### WORK INSTRUCTION
Output each record below exactly, and include all of them.

### DATA FOR PROCESSING
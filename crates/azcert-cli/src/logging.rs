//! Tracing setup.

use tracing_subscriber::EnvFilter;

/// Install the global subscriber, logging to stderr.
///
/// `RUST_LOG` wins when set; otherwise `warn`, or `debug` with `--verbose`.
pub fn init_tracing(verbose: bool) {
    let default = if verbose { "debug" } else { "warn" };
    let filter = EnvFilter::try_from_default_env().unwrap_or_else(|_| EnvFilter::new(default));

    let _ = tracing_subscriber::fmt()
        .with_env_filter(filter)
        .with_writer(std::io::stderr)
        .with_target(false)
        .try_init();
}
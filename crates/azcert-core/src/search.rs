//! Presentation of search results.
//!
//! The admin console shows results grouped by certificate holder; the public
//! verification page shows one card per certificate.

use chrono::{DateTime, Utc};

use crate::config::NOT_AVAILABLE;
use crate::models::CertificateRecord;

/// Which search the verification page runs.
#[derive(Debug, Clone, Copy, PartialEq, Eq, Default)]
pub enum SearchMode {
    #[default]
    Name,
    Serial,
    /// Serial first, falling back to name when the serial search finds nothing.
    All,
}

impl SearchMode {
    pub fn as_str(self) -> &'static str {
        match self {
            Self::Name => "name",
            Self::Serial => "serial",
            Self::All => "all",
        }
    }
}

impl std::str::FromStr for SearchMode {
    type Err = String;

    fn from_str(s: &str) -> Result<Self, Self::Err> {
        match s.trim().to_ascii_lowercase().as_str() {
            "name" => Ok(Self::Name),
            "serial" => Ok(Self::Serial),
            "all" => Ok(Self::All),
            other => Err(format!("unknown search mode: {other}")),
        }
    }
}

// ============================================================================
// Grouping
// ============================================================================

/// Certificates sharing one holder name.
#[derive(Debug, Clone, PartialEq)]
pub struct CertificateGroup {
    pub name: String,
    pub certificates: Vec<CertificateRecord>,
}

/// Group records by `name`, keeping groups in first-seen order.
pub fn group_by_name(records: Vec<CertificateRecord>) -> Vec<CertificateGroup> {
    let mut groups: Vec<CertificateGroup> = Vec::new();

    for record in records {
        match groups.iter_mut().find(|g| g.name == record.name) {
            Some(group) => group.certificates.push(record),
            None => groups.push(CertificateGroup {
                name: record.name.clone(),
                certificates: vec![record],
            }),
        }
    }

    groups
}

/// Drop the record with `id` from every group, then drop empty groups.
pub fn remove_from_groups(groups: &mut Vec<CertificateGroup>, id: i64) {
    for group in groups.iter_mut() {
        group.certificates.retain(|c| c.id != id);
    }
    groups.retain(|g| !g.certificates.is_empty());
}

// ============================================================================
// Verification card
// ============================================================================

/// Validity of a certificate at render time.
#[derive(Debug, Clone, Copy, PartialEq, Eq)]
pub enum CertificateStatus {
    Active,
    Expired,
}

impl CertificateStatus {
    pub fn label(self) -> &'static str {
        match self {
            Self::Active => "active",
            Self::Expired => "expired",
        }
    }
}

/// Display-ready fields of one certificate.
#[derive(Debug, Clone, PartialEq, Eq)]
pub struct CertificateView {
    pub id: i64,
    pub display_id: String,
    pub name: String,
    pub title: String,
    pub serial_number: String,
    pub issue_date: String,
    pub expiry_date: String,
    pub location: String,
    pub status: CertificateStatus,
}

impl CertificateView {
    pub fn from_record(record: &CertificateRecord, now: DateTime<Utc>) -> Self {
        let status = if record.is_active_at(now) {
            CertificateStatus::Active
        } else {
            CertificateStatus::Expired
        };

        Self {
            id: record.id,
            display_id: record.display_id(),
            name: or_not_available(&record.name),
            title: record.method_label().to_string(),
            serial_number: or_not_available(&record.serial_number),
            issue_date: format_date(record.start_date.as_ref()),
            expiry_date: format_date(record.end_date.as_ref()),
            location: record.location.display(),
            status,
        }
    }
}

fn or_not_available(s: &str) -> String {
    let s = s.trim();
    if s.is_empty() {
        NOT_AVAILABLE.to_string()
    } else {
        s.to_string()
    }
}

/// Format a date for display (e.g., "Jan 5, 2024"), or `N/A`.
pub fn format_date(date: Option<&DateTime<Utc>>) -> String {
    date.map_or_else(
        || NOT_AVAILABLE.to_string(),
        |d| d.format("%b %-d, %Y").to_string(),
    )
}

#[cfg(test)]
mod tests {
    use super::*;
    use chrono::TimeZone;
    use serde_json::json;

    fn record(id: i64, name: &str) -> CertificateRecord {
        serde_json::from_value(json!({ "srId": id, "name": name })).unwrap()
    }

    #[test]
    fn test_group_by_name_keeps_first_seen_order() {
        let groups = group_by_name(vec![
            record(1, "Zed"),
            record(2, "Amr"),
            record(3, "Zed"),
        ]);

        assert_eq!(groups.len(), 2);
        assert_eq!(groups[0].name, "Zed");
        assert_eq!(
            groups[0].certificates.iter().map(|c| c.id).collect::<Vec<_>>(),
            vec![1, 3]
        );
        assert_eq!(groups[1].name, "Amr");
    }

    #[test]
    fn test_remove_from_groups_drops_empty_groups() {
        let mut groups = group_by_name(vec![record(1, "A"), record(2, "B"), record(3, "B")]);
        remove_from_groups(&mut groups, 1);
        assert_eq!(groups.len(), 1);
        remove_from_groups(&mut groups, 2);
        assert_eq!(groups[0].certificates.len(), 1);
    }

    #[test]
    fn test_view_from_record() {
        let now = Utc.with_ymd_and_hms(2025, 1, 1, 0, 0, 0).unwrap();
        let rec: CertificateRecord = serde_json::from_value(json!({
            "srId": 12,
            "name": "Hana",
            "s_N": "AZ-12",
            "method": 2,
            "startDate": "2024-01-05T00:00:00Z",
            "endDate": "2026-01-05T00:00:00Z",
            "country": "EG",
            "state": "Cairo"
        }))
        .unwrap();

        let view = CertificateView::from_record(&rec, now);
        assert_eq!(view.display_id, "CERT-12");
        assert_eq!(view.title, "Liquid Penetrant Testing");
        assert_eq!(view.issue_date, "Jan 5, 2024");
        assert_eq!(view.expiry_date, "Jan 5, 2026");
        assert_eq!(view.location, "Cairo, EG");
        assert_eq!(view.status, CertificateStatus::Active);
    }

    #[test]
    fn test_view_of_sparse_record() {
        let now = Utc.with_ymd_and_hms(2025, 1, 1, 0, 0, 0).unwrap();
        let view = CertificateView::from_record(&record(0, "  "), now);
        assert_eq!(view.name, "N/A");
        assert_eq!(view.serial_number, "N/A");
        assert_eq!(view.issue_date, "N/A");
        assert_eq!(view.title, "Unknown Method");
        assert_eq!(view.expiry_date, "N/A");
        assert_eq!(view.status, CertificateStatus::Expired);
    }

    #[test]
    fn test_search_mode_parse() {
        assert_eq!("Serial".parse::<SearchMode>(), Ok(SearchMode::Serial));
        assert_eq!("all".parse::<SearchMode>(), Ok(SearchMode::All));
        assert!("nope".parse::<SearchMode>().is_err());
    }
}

### ANSWER BOX
filename crates/azcert-cli/src/logging.rs
//! Tracing setup.

use tracing_subscriber::EnvFilter;

/// Install the global subscriber, logging to stderr.
///
/// `RUST_LOG` wins when set; otherwise `warn`, or `debug` with `--verbose`.
pub fn init_tracing(verbose: bool) {
    let default = if verbose { "debug" } else { "warn" };
    let filter = EnvFilter::try_from_default_env().unwrap_or_else(|_| EnvFilter::new(default));

    let _ = tracing_subscriber::fmt()
        .with_env_filter(filter)
        .with_writer(std::io::stderr)
        .with_target(false)
        .try_init();
}
filename crates/azcert-core/src/search.rs
//! Presentation of search results.
//!
//! The admin console shows results grouped by certificate holder; the public
//! verification page shows one card per certificate.

use chrono::{DateTime, Utc};

use crate::config::NOT_AVAILABLE;
use crate::models::CertificateRecord;

/// Which search the verification page runs.
#[derive(Debug, Clone, Copy, PartialEq, Eq, Default)]
pub enum SearchMode {
    #[default]
    Name,
    Serial,
    /// Serial first, falling back to name when the serial search finds nothing.
    All,
}

impl SearchMode {
    pub fn as_str(self) -> &'static str {
        match self {
            Self::Name => "name",
            Self::Serial => "serial",
            Self::All => "all",
        }
    }
}

impl std::str::FromStr for SearchMode {
    type Err = String;

    fn from_str(s: &str) -> Result<Self, Self::Err> {
        match s.trim().to_ascii_lowercase().as_str() {
            "name" => Ok(Self::Name),
            "serial" => Ok(Self::Serial),
            "all" => Ok(Self::All),
            other => Err(format!("unknown search mode: {other}")),
        }
    }
}

// ============================================================================
// Grouping
// ============================================================================

/// Certificates sharing one holder name.
#[derive(Debug, Clone, PartialEq)]
pub struct CertificateGroup {
    pub name: String,
    pub certificates: Vec<CertificateRecord>,
}

/// Group records by `name`, keeping groups in first-seen order.
pub fn group_by_name(records: Vec<CertificateRecord>) -> Vec<CertificateGroup> {
    let mut groups: Vec<CertificateGroup> = Vec::new();

    for record in records {
        match groups.iter_mut().find(|g| g.name == record.name) {
            Some(group) => group.certificates.push(record),
            None => groups.push(CertificateGroup {
                name: record.name.clone(),
                certificates: vec![record],
            }),
        }
    }

    groups
}

/// Drop the record with `id` from every group, then drop empty groups.
pub fn remove_from_groups(groups: &mut Vec<CertificateGroup>, id: i64) {
    for group in groups.iter_mut() {
        group.certificates.retain(|c| c.id != id);
    }
    groups.retain(|g| !g.certificates.is_empty());
}

// ============================================================================
// Verification card
// ============================================================================

/// Validity of a certificate at render time.
#[derive(Debug, Clone, Copy, PartialEq, Eq)]
pub enum CertificateStatus {
    Active,
    Expired,
}

impl CertificateStatus {
    pub fn label(self) -> &'static str {
        match self {
            Self::Active => "active",
            Self::Expired => "expired",
        }
    }
}

/// Display-ready fields of one certificate.
#[derive(Debug, Clone, PartialEq, Eq)]
pub struct CertificateView {
    pub id: i64,
    pub display_id: String,
    pub name: String,
    pub title: String,
    pub serial_number: String,
    pub issue_date: String,
    pub expiry_date: String,
    pub location: String,
    pub status: CertificateStatus,
}

impl CertificateView {
    pub fn from_record(record: &CertificateRecord, now: DateTime<Utc>) -> Self {
        let status = if record.is_active_at(now) {
            CertificateStatus::Active
        } else {
            CertificateStatus::Expired
        };

        Self {
            id: record.id,
            display_id: record.display_id(),
            name: or_not_available(&record.name),
            title: record.method_label().to_string(),
            serial_number: or_not_available(&record.serial_number),
            issue_date: format_date(record.start_date.as_ref()),
            expiry_date: format_date(record.end_date.as_ref()),
            location: record.location.display(),
            status,
        }
    }
}

fn or_not_available(s: &str) -> String {
    let s = s.trim();
    if s.is_empty() {
        NOT_AVAILABLE.to_string()
    } else {
        s.to_string()
    }
}

/// Format a date for display (e.g., "Jan 5, 2024"), or `N/A`.
pub fn format_date(date: Option<&DateTime<Utc>>) -> String {
    date.map_or_else(
        || NOT_AVAILABLE.to_string(),
        |d| d.format("%b %-d, %Y").to_string(),
    )
}

#[cfg(test)]
mod tests {
    use super::*;
    use chrono::TimeZone;
    use serde_json::json;

    fn record(id: i64, name: &str) -> CertificateRecord {
        serde_json::from_value(json!({ "srId": id, "name": name })).unwrap()
    }

    #[test]
    fn test_group_by_name_keeps_first_seen_order() {
        let groups = group_by_name(vec![
            record(1, "Zed"),
            record(2, "Amr"),
            record(3, "Zed"),
        ]);

        assert_eq!(groups.len(), 2);
        assert_eq!(groups[0].name, "Zed");
        assert_eq!(
            groups[0].certificates.iter().map(|c| c.id).collect::<Vec<_>>(),
            vec![1, 3]
        );
        assert_eq!(groups[1].name, "Amr");
    }

    #[test]
    fn test_remove_from_groups_drops_empty_groups() {
        let mut groups = group_by_name(vec![record(1, "A"), record(2, "B"), record(3, "B")]);
        remove_from_groups(&mut groups, 1);
        assert_eq!(groups.len(), 1);
        remove_from_groups(&mut groups, 2);
        assert_eq!(groups[0].certificates.len(), 1);
    }

    #[test]
    fn test_view_from_record() {
        let now = Utc.with_ymd_and_hms(2025, 1, 1, 0, 0, 0).unwrap();
        let rec: CertificateRecord = serde_json::from_value(json!({
            "srId": 12,
            "name": "Hana",
            "s_N": "AZ-12",
            "method": 2,
            "startDate": "2024-01-05T00:00:00Z",
            "endDate": "2026-01-05T00:00:00Z",
            "country": "EG",
            "state": "Cairo"
        }))
        .unwrap();

        let view = CertificateView::from_record(&rec, now);
        assert_eq!(view.display_id, "CERT-12");
        assert_eq!(view.title, "Liquid Penetrant Testing");
        assert_eq!(view.issue_date, "Jan 5, 2024");
        assert_eq!(view.expiry_date, "Jan 5, 2026");
        assert_eq!(view.location, "Cairo, EG");
        assert_eq!(view.status, CertificateStatus::Active);
    }

    #[test]
    fn test_view_of_sparse_record() {
        let now = Utc.with_ymd_and_hms(2025, 1, 1, 0, 0, 0).unwrap();
        let view = CertificateView::from_record(&record(0, "  "), now);
        assert_eq!(view.name, "N/A");
        assert_eq!(view.serial_number, "N/A");
        assert_eq!(view.issue_date, "N/A");
        assert_eq!(view.title, "Unknown Method");
        assert_eq!(view.expiry_date, "N/A");
        assert_eq!(view.status, CertificateStatus::Expired);
    }

    #[test]
    fn test_search_mode_parse() {
        assert_eq!("Serial".parse::<SearchMode>(), Ok(SearchMode::Serial));
        assert_eq!("all".parse::<SearchMode>(), Ok(SearchMode::All));
        assert!("nope".parse::<SearchMode>().is_err());
    }
}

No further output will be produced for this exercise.